◆ PROBLEM REQUIREMENTS
From the line holding "if let Some(w)" to the final line of the entries, set down each line exactly, including both, and nothing more.

◆ Collected data entries
****
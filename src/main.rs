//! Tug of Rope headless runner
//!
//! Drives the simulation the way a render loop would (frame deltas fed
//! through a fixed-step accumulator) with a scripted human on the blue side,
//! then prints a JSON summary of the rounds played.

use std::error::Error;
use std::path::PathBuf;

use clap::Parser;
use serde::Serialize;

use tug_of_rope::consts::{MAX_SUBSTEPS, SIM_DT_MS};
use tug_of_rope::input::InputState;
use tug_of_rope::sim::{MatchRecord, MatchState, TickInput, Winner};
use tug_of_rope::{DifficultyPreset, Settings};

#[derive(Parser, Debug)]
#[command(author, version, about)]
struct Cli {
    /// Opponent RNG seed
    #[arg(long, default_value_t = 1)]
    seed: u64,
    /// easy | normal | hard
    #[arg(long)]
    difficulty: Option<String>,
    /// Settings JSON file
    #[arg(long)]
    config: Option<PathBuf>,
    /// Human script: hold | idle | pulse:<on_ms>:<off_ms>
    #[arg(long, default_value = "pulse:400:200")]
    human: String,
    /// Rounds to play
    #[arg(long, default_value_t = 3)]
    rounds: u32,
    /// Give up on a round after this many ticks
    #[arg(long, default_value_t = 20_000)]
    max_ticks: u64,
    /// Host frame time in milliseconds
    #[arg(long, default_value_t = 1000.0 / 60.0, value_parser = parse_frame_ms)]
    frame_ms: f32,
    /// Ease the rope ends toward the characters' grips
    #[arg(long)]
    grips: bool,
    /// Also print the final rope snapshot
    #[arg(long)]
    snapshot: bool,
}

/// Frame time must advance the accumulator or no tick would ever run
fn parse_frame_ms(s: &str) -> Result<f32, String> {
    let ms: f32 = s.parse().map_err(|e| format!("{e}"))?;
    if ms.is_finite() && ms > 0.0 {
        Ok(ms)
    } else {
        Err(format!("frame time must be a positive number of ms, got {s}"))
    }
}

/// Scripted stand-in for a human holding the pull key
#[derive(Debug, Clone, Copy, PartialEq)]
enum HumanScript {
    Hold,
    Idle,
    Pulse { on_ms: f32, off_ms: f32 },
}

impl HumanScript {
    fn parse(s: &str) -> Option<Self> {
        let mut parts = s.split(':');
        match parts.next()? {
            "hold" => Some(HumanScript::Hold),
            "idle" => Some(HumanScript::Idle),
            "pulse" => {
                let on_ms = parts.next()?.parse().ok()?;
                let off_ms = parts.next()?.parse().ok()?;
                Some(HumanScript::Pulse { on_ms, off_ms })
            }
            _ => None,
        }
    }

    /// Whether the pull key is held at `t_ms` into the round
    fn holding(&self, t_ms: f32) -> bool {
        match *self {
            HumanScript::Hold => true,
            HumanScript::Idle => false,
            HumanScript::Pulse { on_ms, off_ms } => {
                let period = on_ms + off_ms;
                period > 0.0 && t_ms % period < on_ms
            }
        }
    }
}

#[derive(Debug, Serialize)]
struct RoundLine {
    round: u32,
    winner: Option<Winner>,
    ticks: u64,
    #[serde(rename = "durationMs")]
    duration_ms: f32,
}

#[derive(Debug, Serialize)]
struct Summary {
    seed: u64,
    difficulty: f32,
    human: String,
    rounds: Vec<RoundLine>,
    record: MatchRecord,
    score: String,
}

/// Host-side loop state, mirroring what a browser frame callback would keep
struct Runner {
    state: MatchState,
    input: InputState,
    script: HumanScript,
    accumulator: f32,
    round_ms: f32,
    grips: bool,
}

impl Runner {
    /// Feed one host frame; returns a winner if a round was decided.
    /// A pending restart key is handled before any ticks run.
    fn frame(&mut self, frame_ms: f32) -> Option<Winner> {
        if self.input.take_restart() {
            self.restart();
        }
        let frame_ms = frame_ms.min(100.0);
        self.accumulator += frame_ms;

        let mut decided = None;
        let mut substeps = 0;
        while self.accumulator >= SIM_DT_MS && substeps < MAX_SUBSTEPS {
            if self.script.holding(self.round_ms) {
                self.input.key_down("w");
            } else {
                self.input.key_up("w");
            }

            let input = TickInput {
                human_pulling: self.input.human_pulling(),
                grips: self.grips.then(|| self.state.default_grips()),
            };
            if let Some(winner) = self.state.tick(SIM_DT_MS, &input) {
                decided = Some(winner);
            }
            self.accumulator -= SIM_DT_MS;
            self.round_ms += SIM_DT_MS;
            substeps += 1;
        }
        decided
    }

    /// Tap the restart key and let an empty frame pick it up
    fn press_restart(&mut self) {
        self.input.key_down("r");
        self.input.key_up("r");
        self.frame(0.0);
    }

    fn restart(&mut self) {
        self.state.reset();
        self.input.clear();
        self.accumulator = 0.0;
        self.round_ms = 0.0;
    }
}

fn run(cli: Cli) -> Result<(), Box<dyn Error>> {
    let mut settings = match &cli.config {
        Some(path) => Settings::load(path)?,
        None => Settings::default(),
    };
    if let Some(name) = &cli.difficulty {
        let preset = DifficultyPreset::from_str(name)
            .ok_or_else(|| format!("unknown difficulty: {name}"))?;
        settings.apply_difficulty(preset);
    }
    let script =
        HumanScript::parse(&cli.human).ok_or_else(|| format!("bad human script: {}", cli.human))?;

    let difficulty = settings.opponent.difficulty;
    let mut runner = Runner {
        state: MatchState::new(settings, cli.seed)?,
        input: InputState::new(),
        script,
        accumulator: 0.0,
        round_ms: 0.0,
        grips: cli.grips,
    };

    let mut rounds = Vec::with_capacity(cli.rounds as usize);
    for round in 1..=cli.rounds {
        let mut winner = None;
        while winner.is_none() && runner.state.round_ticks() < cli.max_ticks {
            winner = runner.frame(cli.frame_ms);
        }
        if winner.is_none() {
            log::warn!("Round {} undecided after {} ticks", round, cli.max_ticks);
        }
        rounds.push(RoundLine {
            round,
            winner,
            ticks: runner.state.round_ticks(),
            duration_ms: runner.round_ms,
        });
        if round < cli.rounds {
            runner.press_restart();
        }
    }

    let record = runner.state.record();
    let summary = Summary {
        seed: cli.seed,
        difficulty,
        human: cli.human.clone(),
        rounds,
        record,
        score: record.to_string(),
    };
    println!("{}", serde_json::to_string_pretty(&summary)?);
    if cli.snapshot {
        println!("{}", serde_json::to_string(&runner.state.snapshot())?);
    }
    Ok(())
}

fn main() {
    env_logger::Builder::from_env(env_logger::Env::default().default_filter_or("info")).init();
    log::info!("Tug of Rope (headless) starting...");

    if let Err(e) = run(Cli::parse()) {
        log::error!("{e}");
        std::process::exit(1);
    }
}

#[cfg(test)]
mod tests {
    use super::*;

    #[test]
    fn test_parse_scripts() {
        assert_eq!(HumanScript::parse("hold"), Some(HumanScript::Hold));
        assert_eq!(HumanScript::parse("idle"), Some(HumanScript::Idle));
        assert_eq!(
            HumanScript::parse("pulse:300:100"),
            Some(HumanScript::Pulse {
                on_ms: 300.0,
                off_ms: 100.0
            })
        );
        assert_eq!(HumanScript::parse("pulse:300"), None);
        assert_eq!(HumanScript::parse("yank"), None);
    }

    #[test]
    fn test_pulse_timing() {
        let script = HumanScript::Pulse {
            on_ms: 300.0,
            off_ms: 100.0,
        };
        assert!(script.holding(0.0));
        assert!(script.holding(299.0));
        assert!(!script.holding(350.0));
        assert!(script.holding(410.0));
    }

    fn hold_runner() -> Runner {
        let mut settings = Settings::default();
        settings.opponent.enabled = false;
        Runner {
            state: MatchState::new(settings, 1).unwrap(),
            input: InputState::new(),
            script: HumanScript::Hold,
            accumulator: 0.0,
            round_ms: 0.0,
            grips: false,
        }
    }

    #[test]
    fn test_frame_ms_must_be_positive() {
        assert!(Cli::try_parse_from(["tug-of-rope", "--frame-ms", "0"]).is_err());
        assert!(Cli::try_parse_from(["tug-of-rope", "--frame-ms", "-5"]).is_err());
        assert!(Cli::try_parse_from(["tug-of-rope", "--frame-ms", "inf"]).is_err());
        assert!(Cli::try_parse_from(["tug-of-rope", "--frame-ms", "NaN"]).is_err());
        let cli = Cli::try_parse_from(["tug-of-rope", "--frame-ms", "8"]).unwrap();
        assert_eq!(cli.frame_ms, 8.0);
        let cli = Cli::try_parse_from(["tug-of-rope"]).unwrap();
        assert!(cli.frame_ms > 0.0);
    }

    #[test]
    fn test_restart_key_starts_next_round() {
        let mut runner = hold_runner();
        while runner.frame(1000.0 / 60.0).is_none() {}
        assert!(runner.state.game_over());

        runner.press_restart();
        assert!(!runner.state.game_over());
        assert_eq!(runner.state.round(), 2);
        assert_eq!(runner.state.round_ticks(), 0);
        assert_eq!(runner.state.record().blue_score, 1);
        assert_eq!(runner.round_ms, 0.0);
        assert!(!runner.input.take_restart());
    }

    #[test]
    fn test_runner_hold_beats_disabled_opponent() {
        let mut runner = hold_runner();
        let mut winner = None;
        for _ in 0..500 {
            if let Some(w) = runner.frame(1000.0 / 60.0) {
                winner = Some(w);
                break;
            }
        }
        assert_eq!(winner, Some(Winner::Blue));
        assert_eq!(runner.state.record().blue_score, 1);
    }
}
****
◆ OUTPUT BELOW
            if let Some(w) = runner.frame(1000.0 / 60.0) {
                winner = Some(w);
                break;
            }
        }
        assert_eq!(winner, Some(Winner::Blue));
        assert_eq!(runner.state.record().blue_score, 1);
    }
}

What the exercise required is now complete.